(Items from a data source)
*** Block opens ***

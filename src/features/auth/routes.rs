use crate::features::auth::handlers;
use crate::features::auth::services::AuthService;
use axum::{
    routing::{get, post},
    Router,
};
use std::sync::Arc;

/// Public auth routes (no authentication required)
pub fn public_routes(service: Arc<AuthService>) -> Router {
    Router::new()
        .route("/api/auth/login", post(handlers::login))
        .with_state(service)
}

/// Protected auth routes (require JWT authentication)
pub fn protected_routes(service: Arc<AuthService>) -> Router {
    Router::new()
        .route("/api/auth/me", get(handlers::get_me))
        .with_state(service)
}

#[cfg(test)]
mod tests {
    use super::*;
    use axum::http::StatusCode;
    use axum_test::TestServer;
    use serde_json::{json, Value};
    use std::time::Duration;

    use crate::core::config::AuthConfig;
    use crate::features::auth::TokenService;
    use crate::features::companies::dtos::SetCompanyPasswordDto;
    use crate::features::companies::repositories::MemoryCompanyRepository;
    use crate::features::companies::CompanyService;
    use crate::features::users::repositories::MemoryUserRepository;
    use crate::features::users::AccountService;
    use crate::shared::security::PasswordHasher;
    use crate::shared::test_helpers::{employee_user, with_user};

    async fn service() -> Arc<AuthService> {
        let hasher = PasswordHasher::new(4);
        let accounts = Arc::new(AccountService::new(
            Arc::new(MemoryUserRepository::new()),
            hasher,
        ));
        accounts.bootstrap_staff_accounts("chantier1").await.unwrap();
        let companies = Arc::new(CompanyService::new(
            Arc::new(MemoryCompanyRepository::seeded()),
            hasher,
        ));
        companies
            .set_password(
                1,
                SetCompanyPasswordDto {
                    password: "courant-2025".to_string(),
                },
            )
            .await
            .unwrap();
        let tokens = TokenService::new(&AuthConfig {
            jwt_secret: "route-tests-secret-route-tests-secret".to_string(),
            issuer: "chantier-core".to_string(),
            token_ttl: Duration::from_secs(600),
            jwt_leeway: Duration::ZERO,
            bcrypt_cost: 4,
        });
        Arc::new(AuthService::new(accounts, companies, tokens))
    }

    #[tokio::test]
    async fn test_login_over_http() {
        let server = TestServer::new(public_routes(service().await)).unwrap();

        let response = server
            .post("/api/auth/login")
            .json(&json!({ "username": "admin", "password": "chantier1" }))
            .await;
        response.assert_status_ok();
        let body: Value = response.json();
        assert_eq!(body["data"]["token_type"], "Bearer");
        assert_eq!(body["data"]["user"]["role"], "admin");

        let employee: Value = server
            .post("/api/auth/login")
            .json(&json!({ "username": "electric", "password": "courant-2025" }))
            .await
            .json();
        assert_eq!(employee["data"]["user"]["role"], "employee");
        assert_eq!(employee["data"]["user"]["company_id"], 1);

        server
            .post("/api/auth/login")
            .json(&json!({ "username": "admin", "password": "wrong-one" }))
            .await
            .assert_status(StatusCode::UNAUTHORIZED);
        server
            .post("/api/auth/login")
            .json(&json!({ "username": "", "password": "chantier1" }))
            .await
            .assert_status_bad_request();
    }

    #[tokio::test]
    async fn test_me_returns_principal() {
        let app = with_user(protected_routes(service().await), employee_user(4));
        let server = TestServer::new(app).unwrap();

        let body: Value = server.get("/api/auth/me").await.json();
        assert_eq!(body["data"]["role"], "employee");
        assert_eq!(body["data"]["company_id"], 4);
    }
}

*** Block closes ***

Your task: From the first line to the last, return the data exactly.

Output of the exercise:
filename src/features/auth/routes.rs
use crate::features::auth::handlers;
use crate::features::auth::services::AuthService;
use axum::{
    routing::{get, post},
    Router,
};
use std::sync::Arc;

/// Public auth routes (no authentication required)
pub fn public_routes(service: Arc<AuthService>) -> Router {
    Router::new()
        .route("/api/auth/login", post(handlers::login))
        .with_state(service)
}

/// Protected auth routes (require JWT authentication)
pub fn protected_routes(service: Arc<AuthService>) -> Router {
    Router::new()
        .route("/api/auth/me", get(handlers::get_me))
        .with_state(service)
}

#[cfg(test)]
mod tests {
    use super::*;
    use axum::http::StatusCode;
    use axum_test::TestServer;
    use serde_json::{json, Value};
    use std::time::Duration;

    use crate::core::config::AuthConfig;
    use crate::features::auth::TokenService;
    use crate::features::companies::dtos::SetCompanyPasswordDto;
    use crate::features::companies::repositories::MemoryCompanyRepository;
    use crate::features::companies::CompanyService;
    use crate::features::users::repositories::MemoryUserRepository;
    use crate::features::users::AccountService;
    use crate::shared::security::PasswordHasher;
    use crate::shared::test_helpers::{employee_user, with_user};

    async fn service() -> Arc<AuthService> {
        let hasher = PasswordHasher::new(4);
        let accounts = Arc::new(AccountService::new(
            Arc::new(MemoryUserRepository::new()),
            hasher,
        ));
        accounts.bootstrap_staff_accounts("chantier1").await.unwrap();
        let companies = Arc::new(CompanyService::new(
            Arc::new(MemoryCompanyRepository::seeded()),
            hasher,
        ));
        companies
            .set_password(
                1,
                SetCompanyPasswordDto {
                    password: "courant-2025".to_string(),
                },
            )
            .await
            .unwrap();
        let tokens = TokenService::new(&AuthConfig {
            jwt_secret: "route-tests-secret-route-tests-secret".to_string(),
            issuer: "chantier-core".to_string(),
            token_ttl: Duration::from_secs(600),
            jwt_leeway: Duration::ZERO,
            bcrypt_cost: 4,
        });
        Arc::new(AuthService::new(accounts, companies, tokens))
    }

    #[tokio::test]
    async fn test_login_over_http() {
        let server = TestServer::new(public_routes(service().await)).unwrap();

        let response = server
            .post("/api/auth/login")
            .json(&json!({ "username": "admin", "password": "chantier1" }))
            .await;
        response.assert_status_ok();
        let body: Value = response.json();
        assert_eq!(body["data"]["token_type"], "Bearer");
        assert_eq!(body["data"]["user"]["role"], "admin");

        let employee: Value = server
            .post("/api/auth/login")
            .json(&json!({ "username": "electric", "password": "courant-2025" }))
            .await
            .json();
        assert_eq!(employee["data"]["user"]["role"], "employee");
        assert_eq!(employee["data"]["user"]["company_id"], 1);

        server
            .post("/api/auth/login")
            .json(&json!({ "username": "admin", "password": "wrong-one" }))
            .await
            .assert_status(StatusCode::UNAUTHORIZED);
        server
            .post("/api/auth/login")
            .json(&json!({ "username": "", "password": "chantier1" }))
            .await
            .assert_status_bad_request();
    }

    #[tokio::test]
    async fn test_me_returns_principal() {
        let app = with_user(protected_routes(service().await), employee_user(4));
        let server = TestServer::new(app).unwrap();

        let body: Value = server.get("/api/auth/me").await.json();
        assert_eq!(body["data"]["role"], "employee");
        assert_eq!(body["data"]["company_id"], 4);
    }
}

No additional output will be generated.